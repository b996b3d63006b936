//! Cached lookup values.
//!
//! Lookups of pre-existing infrastructure (such as a VPC) are answered from
//! a JSON context file keyed by provider and query. A miss is recorded as
//! [`MissingContext`] and turns into a synthesis error, so the program never
//! emits a template built from a placeholder.

use std::collections::BTreeMap;
use std::path::Path;

use rdsstack_common::error::{Result, StackError};

/// Key/value store of lookup results.
#[derive(Debug, Clone, Default, PartialEq)]
pub struct ContextStore {
    values: BTreeMap<String, serde_json::Value>,
}

impl ContextStore {
    /// Creates an empty store.
    #[must_use]
    pub fn new() -> Self {
        Self::default()
    }

    /// Loads a context file. A missing file yields an empty store.
    ///
    /// # Errors
    ///
    /// Returns an error if the file exists but cannot be read or is not a
    /// JSON object.
    pub fn load(path: &Path) -> Result<Self> {
        if !path.exists() {
            tracing::debug!(path = %path.display(), "no context file, starting empty");
            return Ok(Self::new());
        }
        tracing::info!(path = %path.display(), "loading context");
        let content = std::fs::read_to_string(path).map_err(|e| StackError::Io {
            path: path.to_path_buf(),
            source: e,
        })?;
        let values: BTreeMap<String, serde_json::Value> = serde_json::from_str(&content)?;
        Ok(Self { values })
    }

    /// Returns the cached value for `key`.
    #[must_use]
    pub fn get(&self, key: &str) -> Option<&serde_json::Value> {
        self.values.get(key)
    }

    /// Caches a value.
    pub fn insert(&mut self, key: impl Into<String>, value: serde_json::Value) {
        let _ = self.values.insert(key.into(), value);
    }

    /// Number of cached values.
    #[must_use]
    pub fn len(&self) -> usize {
        self.values.len()
    }

    /// Returns `true` when nothing is cached.
    #[must_use]
    pub fn is_empty(&self) -> bool {
        self.values.is_empty()
    }
}

/// A lookup that could not be answered from the context store.
#[derive(Debug, Clone, PartialEq, Eq)]
pub struct MissingContext {
    /// Context key that was queried.
    pub key: String,
    /// Lookup provider, e.g. `vpc-provider`.
    pub provider: &'static str,
    /// Stack that performed the lookup.
    pub stack: String,
}

#[cfg(test)]
mod tests {
    use super::*;

    #[test]
    fn missing_file_is_empty_store() {
        let dir = tempfile::tempdir().expect("tempdir");
        let store = ContextStore::load(&dir.path().join("cdk.context.json")).expect("load");
        assert!(store.is_empty());
    }

    #[test]
    fn load_reads_keys() {
        let dir = tempfile::tempdir().expect("tempdir");
        let path = dir.path().join("cdk.context.json");
        std::fs::write(&path, r#"{"vpc-provider:x": {"vpcId": "vpc-1"}}"#).expect("write");

        let store = ContextStore::load(&path).expect("load");
        assert_eq!(store.len(), 1);
        assert_eq!(
            store.get("vpc-provider:x").and_then(|v| v.get("vpcId")),
            Some(&serde_json::json!("vpc-1"))
        );
    }

    #[test]
    fn non_object_file_is_rejected() {
        let dir = tempfile::tempdir().expect("tempdir");
        let path = dir.path().join("cdk.context.json");
        std::fs::write(&path, "[1, 2]").expect("write");
        assert!(ContextStore::load(&path).is_err());
    }
}
#[cfg(test)]
mod tests {
    use rdsstack_common::types::Naming;
    use rdsstack_construct::StackProps;

    use super::*;
    use crate::network::{IngressScope, NetworkOptions, assemble_network};
    use crate::testing::{context_with_vpc, stack_env};

    fn network(tree: &mut ConstructTree) -> (NodeId, NetworkContext) {
        let stack = tree
            .add_stack(
                "s",
                StackProps {
                    env: stack_env(),
                    ..StackProps::default()
                },
            )
            .expect("stack");
        let network = assemble_network(
            tree,
            stack,
            &Naming::unprefixed(),
            &NetworkOptions {
                vpc_id: "vpc-abc".into(),
                port: 3306,
                ingress: IngressScope::PrivateOnly,
                subnet_group_description: "db".into(),
                security_group_description: "db".into(),
            },
        )
        .expect("network");
        (stack, network)
    }

    fn cluster_of(tree: &ConstructTree, id: NodeId) -> CfnDbCluster {
        match tree.resource(id).map(|r| &r.resource) {
            Some(CfnResource::DbCluster(c)) => c.clone(),
            other => panic!("expected a cluster, got {other:?}"),
        }
    }

    #[test]
    fn engine_version_strings() {
        let v3 = ClusterEngine::AuroraMysql(Some(AuroraMysqlVersion::V3_03_0));
        assert_eq!(v3.engine_type(), "aurora-mysql");
        assert_eq!(v3.engine_version().as_deref(), Some("8.0.mysql_aurora.3.03.0"));
        assert_eq!(v3.parameter_group(), "default.aurora-mysql8.0");

        let v1 = ClusterEngine::AuroraMysql(None);
        assert_eq!(v1.engine_version(), None);
        assert_eq!(v1.parameter_group(), "default.aurora-mysql5.7");
    }

    #[test]
    fn serverless_cluster_pauses_and_snapshots() {
        let mut tree = ConstructTree::with_context(context_with_vpc("vpc-abc"));
        let (stack, network) = network(&mut tree);
        let creds = Credentials::from_generated_secret("clusteradmin");
        let cluster = ServerlessCluster::new(
            &mut tree,
            stack,
            "Db",
            &ServerlessClusterProps {
                engine: ClusterEngine::AuroraMysql(None),
                credentials: &creds,
                network: &network,
                auto_pause: Some(Duration::from_secs(600)),
                copy_tags_to_snapshot: true,
                removal_policy: RemovalPolicy::Snapshot,
            },
        )
        .expect("cluster");

        let descriptor = cluster_of(&tree, cluster.resource);
        assert_eq!(descriptor.engine_mode.as_deref(), Some("serverless"));
        assert_eq!(
            descriptor.scaling,
            Some(ScalingConfiguration {
                auto_pause: true,
                seconds_until_auto_pause: 600,
            })
        );
        assert!(descriptor.storage_encrypted);
        assert_eq!(
            tree.resource(cluster.resource).and_then(|r| r.removal_policy),
            Some(RemovalPolicy::Snapshot)
        );
        assert_eq!(cluster.secret_arn(), Value::Ref(cluster.secret.attachment));

        let addr = cluster.endpoint.socket_address();
        let (host, port) = addr.split_once(':').expect("colon");
        assert_eq!(Value::parse(host), Value::get_att(cluster.resource, "Endpoint.Address"));
        assert_eq!(Value::parse(port), Value::get_att(cluster.resource, "Endpoint.Port"));
    }

    #[test]
    fn auto_pause_out_of_range_is_rejected() {
        let mut tree = ConstructTree::with_context(context_with_vpc("vpc-abc"));
        let (stack, network) = network(&mut tree);
        let creds = Credentials::from_generated_secret("admin");
        let err = ServerlessCluster::new(
            &mut tree,
            stack,
            "Db",
            &ServerlessClusterProps {
                engine: ClusterEngine::AuroraMysql(None),
                credentials: &creds,
                network: &network,
                auto_pause: Some(Duration::from_secs(60)),
                copy_tags_to_snapshot: false,
                removal_policy: RemovalPolicy::Snapshot,
            },
        )
        .unwrap_err();
        assert!(matches!(err, StackError::InvalidProperty { .. }), "got: {err}");
    }

    fn v2_props<'a>(creds: &'a Credentials, network: &'a NetworkContext, instances: u32) -> DatabaseClusterProps<'a> {
        DatabaseClusterProps {
            engine: ClusterEngine::AuroraMysql(Some(AuroraMysqlVersion::V3_03_0)),
            credentials: creds,
            network,
            default_database_name: Some("appdb".into()),
            deletion_protection: true,
            copy_tags_to_snapshot: true,
            removal_policy: RemovalPolicy::Snapshot,
            instance_type: "serverless".into(),
            instances,
        }
    }

    #[test]
    fn database_cluster_creates_private_serverless_instances() {
        let mut tree = ConstructTree::with_context(context_with_vpc("vpc-abc"));
        let (stack, network) = network(&mut tree);
        let creds = Credentials::from_generated_secret("admin");
        let cluster =
            DatabaseCluster::new(&mut tree, stack, "Cluster", &v2_props(&creds, &network, 2)).expect("cluster");

        assert_eq!(cluster.instances.len(), 2);
        assert_eq!(tree.node(cluster.instances[1]).id(), "Instance2");
        let writer = tree.resource(cluster.instances[0]).expect("writer");
        let reader = tree.resource(cluster.instances[1]).expect("reader");
        assert!(writer.depends_on.is_empty());
        assert_eq!(reader.depends_on, vec![cluster.instances[0]]);
        match tree.resource(cluster.instances[0]).map(|r| &r.resource) {
            Some(CfnResource::DbInstance(i)) => {
                assert_eq!(i.instance_class, "db.serverless");
                assert!(!i.publicly_accessible);
                assert_eq!(i.cluster, Value::Ref(cluster.resource));
            }
            other => panic!("expected an instance, got {other:?}"),
        }

        let descriptor = cluster_of(&tree, cluster.resource);
        assert_eq!(descriptor.database_name.as_deref(), Some("appdb"));
        assert_eq!(descriptor.deletion_protection, Some(true));
        assert_eq!(descriptor.engine_mode, None);
    }

    #[test]
    fn database_cluster_requires_an_instance() {
        let mut tree = ConstructTree::with_context(context_with_vpc("vpc-abc"));
        let (stack, network) = network(&mut tree);
        let creds = Credentials::from_generated_secret("admin");
        let err = DatabaseCluster::new(&mut tree, stack, "Cluster", &v2_props(&creds, &network, 0)).unwrap_err();
        assert!(err.to_string().contains("at least one instance"), "got: {err}");
    }
}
■ ■ ■
**To do:** For the entries above, state how many lines contain the word "panic". Provide the number by itself.

**Answer to this exercise:** 2